**Goal of the exercise**:
Which lines in the data below contain the string "async"? Show each one.

......

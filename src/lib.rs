//! # matematik-pintar
//!
//! A terminal mathematics quiz for Malaysian primary-school pupils (KSSR).
//! Questions come from a generative content service, scores go to a local
//! leaderboard.
//!
//! ## Usage
//!
//! ```rust,no_run
//! use matematik_pintar::{Config, Quiz, QuizError, Services};
//!
//! #[tokio::main]
//! async fn main() -> Result<(), QuizError> {
//!     let config = Config::from_env();
//!     let services = Services::from_config(&config)?;
//!
//!     Quiz::new(services).run().await
//! }
//! ```

mod app;
pub mod config;
mod error;
pub mod generation;
pub mod leaderboard;
pub mod logging;
pub mod models;
pub mod provider;
pub mod retry;
pub mod terminal;
mod ui;

use std::sync::Arc;
use std::time::Duration;

use crossterm::event::{self, Event, KeyCode, KeyEventKind};
use tokio::sync::mpsc::{self, UnboundedReceiver, UnboundedSender};

pub use app::{Action, App, Explanation, QuizSession, Screen};
pub use config::Config;
pub use error::QuizError;
pub use generation::{ExplanationClient, Outcome, QuestionClient};
pub use leaderboard::{JsonFileStore, Leaderboard, MemoryStore, ScoreStore};
pub use models::{Difficulty, Grade, NewScore, Question, ScoreRecord, Topic};
pub use provider::{ContentProvider, GeminiProvider, GenerationRequest, ProviderError};
pub use retry::{RetryPolicy, Retryable, with_retry};

const POLL_INTERVAL: Duration = Duration::from_millis(100);

/// The clients and store the quiz works with.
pub struct Services {
    pub questions: QuestionClient,
    pub explanations: ExplanationClient,
    pub leaderboard: Leaderboard,
}

impl Services {
    pub fn new(provider: Arc<dyn ContentProvider>, policy: RetryPolicy, leaderboard: Leaderboard) -> Self {
        Self {
            questions: QuestionClient::new(Arc::clone(&provider), policy),
            explanations: ExplanationClient::new(provider, policy),
            leaderboard,
        }
    }

    /// Gemini provider and a JSON leaderboard in the configured data directory.
    pub fn from_config(config: &Config) -> Result<Self, QuizError> {
        if config.api_key.is_none() {
            tracing::warn!("No API key configured; every quiz will use the fallback question");
        }

        let provider = GeminiProvider::new(&config.api_base, &config.model, config.api_key.clone())?;
        let store = JsonFileStore::in_dir(&config.data_dir);
        tracing::info!(
            "Using model {} with leaderboard at {}",
            provider.model(),
            store.path().display()
        );

        Ok(Self::new(Arc::new(provider), config.retry, Leaderboard::new(store)))
    }
}

/// Results delivered by background tasks.
#[derive(Debug)]
enum AppEvent {
    QuestionsReady {
        request_id: u64,
        outcome: Outcome<Vec<Question>>,
    },
    ExplanationReady {
        question_id: u64,
        outcome: Outcome<String>,
    },
}

/// A quiz instance that can be run in the terminal.
pub struct Quiz {
    app: App,
    services: Arc<Services>,
}

impl Quiz {
    pub fn new(services: Services) -> Self {
        Self {
            app: App::new(),
            services: Arc::new(services),
        }
    }

    /// Run the quiz in the terminal until the user quits.
    pub async fn run(mut self) -> Result<(), QuizError> {
        let mut term = terminal::init()?;
        let result = run_event_loop(&mut term, &mut self.app, &self.services).await;
        terminal::restore()?;
        result
    }

    pub fn app(&self) -> &App {
        &self.app
    }
}

async fn run_event_loop(
    terminal: &mut terminal::AppTerminal,
    app: &mut App,
    services: &Arc<Services>,
) -> Result<(), QuizError> {
    let (tx, mut rx) = mpsc::unbounded_channel::<AppEvent>();

    loop {
        drain_events(app, &mut rx);
        terminal.draw(|frame| ui::render(frame, app))?;
        app.tick();

        if !event::poll(POLL_INTERVAL)? {
            continue;
        }

        if let Event::Key(key) = event::read()? {
            if key.kind != KeyEventKind::Press {
                continue;
            }

            match handle_input(app, key.code) {
                Some(Action::Quit) => break,
                Some(action) => dispatch(action, app, services, &tx),
                None => {}
            }
        }
    }

    Ok(())
}

fn drain_events(app: &mut App, rx: &mut UnboundedReceiver<AppEvent>) {
    while let Ok(event) = rx.try_recv() {
        match event {
            AppEvent::QuestionsReady { request_id, outcome } => {
                app.questions_ready(request_id, outcome);
            }
            AppEvent::ExplanationReady { question_id, outcome } => {
                app.explanation_ready(question_id, outcome);
            }
        }
    }
}

/// Carry out an action. Provider calls run in the background; the leaderboard
/// is local and answered inline.
fn dispatch(action: Action, app: &mut App, services: &Arc<Services>, tx: &UnboundedSender<AppEvent>) {
    match action {
        Action::Generate {
            request_id,
            topic,
            grade,
            mode,
        } => {
            let services = Arc::clone(services);
            let tx = tx.clone();
            tokio::spawn(async move {
                let outcome = services
                    .questions
                    .generate(topic, grade, mode.question_count(), mode)
                    .await;
                let _ = tx.send(AppEvent::QuestionsReady { request_id, outcome });
            });
        }
        Action::Explain {
            question_id,
            question,
            answer,
            grade,
        } => {
            let services = Arc::clone(services);
            let tx = tx.clone();
            tokio::spawn(async move {
                let outcome = services.explanations.explain(&question, &answer, grade).await;
                let _ = tx.send(AppEvent::ExplanationReady { question_id, outcome });
            });
        }
        Action::SaveScore(score) => {
            let (grade, topic) = (score.grade, score.topic);
            let saved = services.leaderboard.save_score(score);
            let board = services.leaderboard.top(grade, topic);
            app.show_leaderboard(saved, board);
        }
        Action::Quit => {}
    }
}

fn handle_input(app: &mut App, key: KeyCode) -> Option<Action> {
    match app.screen {
        Screen::Welcome => handle_welcome_input(app, key),
        Screen::TopicSelect => handle_topic_input(app, key),
        Screen::DifficultySelect => handle_difficulty_input(app, key),
        Screen::Loading => handle_loading_input(app, key),
        Screen::Quiz => handle_quiz_input(app, key),
        Screen::Result => handle_result_input(app, key),
    }
}

fn handle_welcome_input(app: &mut App, key: KeyCode) -> Option<Action> {
    match key {
        KeyCode::Char(c) => app.name_push(c),
        KeyCode::Backspace => app.name_pop(),
        KeyCode::Right | KeyCode::Tab => app.select_next_grade(),
        KeyCode::Left | KeyCode::BackTab => app.select_previous_grade(),
        KeyCode::Enter => {
            app.confirm_grade();
        }
        KeyCode::Esc => return Some(Action::Quit),
        _ => {}
    }
    None
}

fn handle_topic_input(app: &mut App, key: KeyCode) -> Option<Action> {
    match key {
        KeyCode::Down | KeyCode::Char('j') => app.select_next_topic(),
        KeyCode::Up | KeyCode::Char('k') => app.select_previous_topic(),
        KeyCode::Enter | KeyCode::Char(' ') => app.confirm_topic(),
        KeyCode::Esc => app.back_to_welcome(),
        KeyCode::Char('q') | KeyCode::Char('Q') => return Some(Action::Quit),
        _ => {}
    }
    None
}

fn handle_difficulty_input(app: &mut App, key: KeyCode) -> Option<Action> {
    match key {
        KeyCode::Down | KeyCode::Char('j') => app.select_next_difficulty(),
        KeyCode::Up | KeyCode::Char('k') => app.select_previous_difficulty(),
        KeyCode::Enter | KeyCode::Char(' ') => return app.confirm_difficulty(),
        KeyCode::Esc => app.back_to_topics(),
        KeyCode::Char('q') | KeyCode::Char('Q') => return Some(Action::Quit),
        _ => {}
    }
    None
}

fn handle_loading_input(app: &mut App, key: KeyCode) -> Option<Action> {
    match key {
        KeyCode::Esc => app.cancel_loading(),
        KeyCode::Char('q') | KeyCode::Char('Q') => return Some(Action::Quit),
        _ => {}
    }
    None
}

fn handle_quiz_input(app: &mut App, key: KeyCode) -> Option<Action> {
    let answered = app.session().is_some_and(|s| s.current_answer().is_some());

    match key {
        KeyCode::Down | KeyCode::Char('j') => app.select_next_option(),
        KeyCode::Up | KeyCode::Char('k') => app.select_previous_option(),
        KeyCode::Enter | KeyCode::Char(' ') if answered => return app.next_question(),
        KeyCode::Enter | KeyCode::Char(' ') => app.submit_answer(),
        KeyCode::Char('e') | KeyCode::Char('E') => return app.request_explanation(),
        KeyCode::Esc => app.home(),
        _ => {}
    }
    None
}

fn handle_result_input(app: &mut App, key: KeyCode) -> Option<Action> {
    match key {
        KeyCode::Down | KeyCode::Char('j') => app.scroll_results_down(),
        KeyCode::Up | KeyCode::Char('k') => app.scroll_results_up(),
        KeyCode::Char('r') | KeyCode::Char('R') => return app.restart(),
        KeyCode::Char('h') | KeyCode::Char('H') => app.home(),
        KeyCode::Char('q') | KeyCode::Char('Q') | KeyCode::Esc => return Some(Action::Quit),
        _ => {}
    }
    None
}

......

**Answer box**:
//! async fn main() -> Result<(), QuizError> {
    pub async fn run(mut self) -> Result<(), QuizError> {
async fn run_event_loop(
            tokio::spawn(async move {
            tokio::spawn(async move {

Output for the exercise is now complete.